Balancing Leadership and Family

The Torah, in this sparsely detailed narrative, manages to awaken us to the enormous personal price Mose and his family played when God appeared to him at the burning bush and appointed him as leader. Even Moshe, the greatest prophet of all time, was not able to balance family and leadership.


In this week’s parsha, Yitro, Moshe’s father in law Yitro reunites Moshe with his wife Zippora and sons Gershom and Eliezer after Moshe sent her away. Where has the family of Moshe been? When we last saw Zippora and at least one son, in Exodus chapter 4, Moses had saddled a donkey and was heading down to Egypt with his family. At that point, an angel of God sought to kill either Moses or the child and Zippora circumcises the child.  That is the last we hear of them until this week’s parsha. The midrash, M’chilta Amalek 3, tries to fill in the narrative. In this literary telling, Moses and Aaron reunite as Moses heads into Egypt, with Moses introducing his family and Aaron protesting. He explains to Moses that there are enough to take out of the pit of slavery without adding a few more. Moses then sends them back to his father in law in Midian.
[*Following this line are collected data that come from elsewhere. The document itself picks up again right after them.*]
//! # SDK Error Types
//!
//! Typed error handling for the elefunds SDK.
//! Every fallible operation returns `Result<T, ElefundsError>`.
//!
//! Each error carries a stable numeric code (see [`codes`]) so that hosts can
//! branch on it without parsing messages.

use thiserror::Error;

/// Stable error codes.
///
/// The first four values match the ones earlier elefunds SDKs reported, so
/// existing integrations can keep matching on them.
pub mod codes {
    /// `clientId` or `apiKey` missing when the hashed key is requested.
    pub const CREDENTIALS_MISSING: u64 = 1_347_889_008_107;
    /// Donation implementation name was never registered.
    pub const UNKNOWN_DONATION_IMPLEMENTATION: u64 = 1_347_893_442_819;
    /// Receiver implementation name was never registered.
    pub const UNKNOWN_RECEIVER_IMPLEMENTATION: u64 = 1_347_893_442_820;
    /// Countrycode is not exactly two characters.
    pub const INVALID_COUNTRYCODE: u64 = 1_347_965_897;

    /// No transport attached to the configuration.
    pub const TRANSPORT_MISSING: u64 = 1_347_965_901;
    /// No view attached to the configuration.
    pub const VIEW_MISSING: u64 = 1_347_965_902;
    /// Facade used before a configuration was bound.
    pub const CONFIGURATION_NOT_BOUND: u64 = 1_347_965_903;
    /// Settings source (environment, TOML) is missing values or malformed.
    pub const SETTINGS_INVALID: u64 = 1_347_965_904;
    /// Bound configuration is not of the requested concrete type.
    pub const CONFIGURATION_TYPE_MISMATCH: u64 = 1_347_965_905;

    /// Connection, DNS, TLS or timeout failure.
    pub const TRANSPORT_FAILED: u64 = 1_348_046_880;
    /// Remote API answered with a non-success status.
    pub const REMOTE_REJECTED: u64 = 1_348_046_881;
    /// Remote API answered with a body we cannot interpret.
    pub const MALFORMED_RESPONSE: u64 = 1_348_046_882;

    /// Template could not be located.
    pub const TEMPLATE_NOT_FOUND: u64 = 1_348_046_890;
    /// Template references a variable that was never assigned.
    pub const TEMPLATE_VARIABLE_MISSING: u64 = 1_348_046_891;

    /// Donation record failed validation before submission.
    pub const INVALID_DONATION: u64 = 1_348_046_895;
}

/// Coarse error category, stable across releases.
#[derive(Debug, Clone, Copy, PartialEq, Eq, Hash)]
pub enum ErrorKind {
    Configuration,
    Validation,
    Transport,
    RemoteRejected,
    Protocol,
    View,
    State,
}

impl ErrorKind {
    pub fn as_str(&self) -> &'static str {
        match self {
            ErrorKind::Configuration => "configuration",
            ErrorKind::Validation => "validation",
            ErrorKind::Transport => "transport",
            ErrorKind::RemoteRejected => "remote-rejected",
            ErrorKind::Protocol => "protocol",
            ErrorKind::View => "view",
            ErrorKind::State => "state",
        }
    }
}

impl std::fmt::Display for ErrorKind {
    fn fmt(&self, f: &mut std::fmt::Formatter<'_>) -> std::fmt::Result {
        f.write_str(self.as_str())
    }
}

/// Core error type for all SDK operations
#[derive(Debug, Error)]
pub enum ElefundsError {
    /// Missing or invalid required configuration (credentials, implementations, collaborators)
    #[error("Configuration error [{code}]: {message}")]
    Configuration { code: u64, message: String },

    /// Argument rejected by a validating setter or a model check
    #[error("Invalid argument [{code}]: {message}")]
    Validation { code: u64, message: String },

    /// Network/connection failure talking to the donation API
    #[error("Transport error: {message}")]
    Transport { message: String, details: String },

    /// Donation API answered with a non-success status
    #[error("Remote API rejected the request with HTTP {status}")]
    RemoteRejected { status: u16, body: String },

    /// Response body could not be interpreted
    #[error("Protocol error: {message}")]
    Protocol {
        message: String,
        details: Option<String>,
    },

    /// Template lookup or rendering failed
    #[error("View error [{code}]: {message}")]
    View { code: u64, message: String },

    /// Operation invoked before the required binding
    #[error("State error [{code}]: {message}")]
    State { code: u64, message: String },
}

impl ElefundsError {
    pub fn configuration(code: u64, message: impl Into<String>) -> Self {
        ElefundsError::Configuration {
            code,
            message: message.into(),
        }
    }

    pub fn validation(code: u64, message: impl Into<String>) -> Self {
        ElefundsError::Validation {
            code,
            message: message.into(),
        }
    }

    pub fn transport(message: impl Into<String>, details: impl Into<String>) -> Self {
        ElefundsError::Transport {
            message: message.into(),
            details: details.into(),
        }
    }

    pub fn protocol(message: impl Into<String>, details: Option<String>) -> Self {
        ElefundsError::Protocol {
            message: message.into(),
            details,
        }
    }

    pub fn view(code: u64, message: impl Into<String>) -> Self {
        ElefundsError::View {
            code,
            message: message.into(),
        }
    }

    pub fn state(code: u64, message: impl Into<String>) -> Self {
        ElefundsError::State {
            code,
            message: message.into(),
        }
    }

    /// Returns the category of this error
    pub fn kind(&self) -> ErrorKind {
        match self {
            ElefundsError::Configuration { .. } => ErrorKind::Configuration,
            ElefundsError::Validation { .. } => ErrorKind::Validation,
            ElefundsError::Transport { .. } => ErrorKind::Transport,
            ElefundsError::RemoteRejected { .. } => ErrorKind::RemoteRejected,
            ElefundsError::Protocol { .. } => ErrorKind::Protocol,
            ElefundsError::View { .. } => ErrorKind::View,
            ElefundsError::State { .. } => ErrorKind::State,
        }
    }

    /// Returns the stable numeric code of this error
    pub fn code(&self) -> u64 {
        match self {
            ElefundsError::Configuration { code, .. }
            | ElefundsError::Validation { code, .. }
            | ElefundsError::View { code, .. }
            | ElefundsError::State { code, .. } => *code,
            ElefundsError::Transport { .. } => codes::TRANSPORT_FAILED,
            ElefundsError::RemoteRejected { .. } => codes::REMOTE_REJECTED,
            ElefundsError::Protocol { .. } => codes::MALFORMED_RESPONSE,
        }
    }

    /// Diagnostic text beyond the message, if the failure produced any
    pub fn additional_information(&self) -> Option<String> {
        match self {
            ElefundsError::Transport { details, .. } => Some(details.clone()),
            ElefundsError::RemoteRejected { status, body } => {
                Some(format!("HTTP {}: {}", status, body))
            }
            ElefundsError::Protocol { details, .. } => details.clone(),
            _ => None,
        }
    }

    /// Returns true if repeating the same call may succeed.
    ///
    /// The SDK never retries on its own; this is a hint for hosts.
    pub fn is_retryable(&self) -> bool {
        match self {
            ElefundsError::Transport { .. } => true,
            ElefundsError::RemoteRejected { status, .. } => *status == 429 || *status >= 500,
            _ => false,
        }
    }
}

/// Result type alias for SDK operations
pub type ElefundsResult<T> = Result<T, ElefundsError>;

#[cfg(test)]
mod tests {
    use super::*;

    #[test]
    fn test_retryable_errors() {
        assert!(ElefundsError::transport("connect failed", "dns error").is_retryable());
        assert!(ElefundsError::RemoteRejected {
            status: 503,
            body: "maintenance".into()
        }
        .is_retryable());
        assert!(!ElefundsError::RemoteRejected {
            status: 403,
            body: "forbidden".into()
        }
        .is_retryable());
        assert!(!ElefundsError::validation(codes::INVALID_COUNTRYCODE, "bad").is_retryable());
    }

    #[test]
    fn test_codes_and_kinds() {
        let err = ElefundsError::configuration(codes::CREDENTIALS_MISSING, "missing");
        assert_eq!(err.code(), 1347889008107);
        assert_eq!(err.kind(), ErrorKind::Configuration);

        let err = ElefundsError::protocol("not json", None);
        assert_eq!(err.code(), codes::MALFORMED_RESPONSE);
        assert_eq!(err.kind().as_str(), "protocol");
    }

    #[test]
    fn test_additional_information() {
        let err = ElefundsError::RemoteRejected {
            status: 401,
            body: "{\"error\":\"bad key\"}".into(),
        };
        assert_eq!(
            err.additional_information().as_deref(),
            Some("HTTP 401: {\"error\":\"bad key\"}")
        );
        assert_eq!(err.kind().to_string(), "remote-rejected");

        let err = ElefundsError::transport("request failed", "operation timed out");
        assert_eq!(
            err.additional_information().as_deref(),
            Some("operation timed out")
        );

        assert!(ElefundsError::state(codes::CONFIGURATION_NOT_BOUND, "unbound")
            .additional_information()
            .is_none());
    }
}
Some commentaries suggest, he even divorces her so that he can clear his head for the enormous task of taking the children of Israel out of Egypt.

In the aftermath of the ten plagues, the Exodus and the splitting of the Red Sea, Yitro, who hears all that God has done for Moses and for Israel, takes initiative and brings Moses’s family to join the nation while they are camped at the foot of Mt Sinai, presumably on the eve of the giving of the Torah, although commentaries are split as to whether this reunion takes place before or after the Torah has been given since chronology is not the only way that the Bible tells a story.

Moses shows true emotion upon seeing his father in law Yitro (who is called the father in law of Moses 13 times in chapter 18!). He goes out to meet him, bows before him and kisses him. He takes him into the tent and tells him all that happened to the people of Israel.  Yitro then brings sacrifices and sits down to earth a meal before God with Aaron and the elders. And the next morning he rebukes Moses and instructs him to delegate judicial responsibility in order to retain the strength he needs to mediate between God and the people. Moses immediately listens and implements this new plan of action. The chapter ends with a farewell as Yitro, who is also a priest in Midan, returns to his land, reminding us of the departure of Abraham to God’s land, possibly to bring the word of God back to his people in Midian.

The reunion however, is a puzzling one since the Torah does not impart any detail regarding the reconnection of husband and wife, father and sons. While the midrash tries to smooth it over by noting that the Torah is protecting their modesty, it feels contrived and flat.  The medieval commentary Don Isaac Abarbanel criticizes Moshe here. He notes that after the Exodus, Moshe should have actively sought out his wife and sons, assimilating them into the nascent Israelite nation as it began its journey towards Sinai and the Promised Land. Midian is not far from Sinai, reinforcing Moshe’s negligence in not going to see his wife or his father in law, to whom he owed respect and gratitude. Yitro is to be admired for actively taking the responsibility and initiative to repair the rupture in the family dynamic precipitated by Moshe’s absence. Abarbanel suggests that Moshe was reluctant to take any personal time, preferring to attend to the prevalent demands of the people and the constant presence of God’s word. The reunion is a cold one. He does not address his wife and children upon seeing them and the next day, he awakens and immediately goes back to work, seemingly without pause or, consideration for his family. It is not surprising that another medieval commentary, Hizkuni, writes that this story took place after the revelation at Mt. Sinai and for that reason, we never hear of Zippora, Gershom and Eliezer again. If Moshe did not trouble himself to ensure that his wife and children were at Sinai, then it is not surprising that his family has no continuity within the nation.

The Torah, in this sparsely detailed narrative, manages to awaken us to the enormous personal price Mose and his family played when God appeared to him at the burning bush and appointed him as leader. Even Moshe, the greatest prophet of all time, was not able to balance family and leadership, serving perhaps as a cautionary and realistic tale of what such a responsibility entails.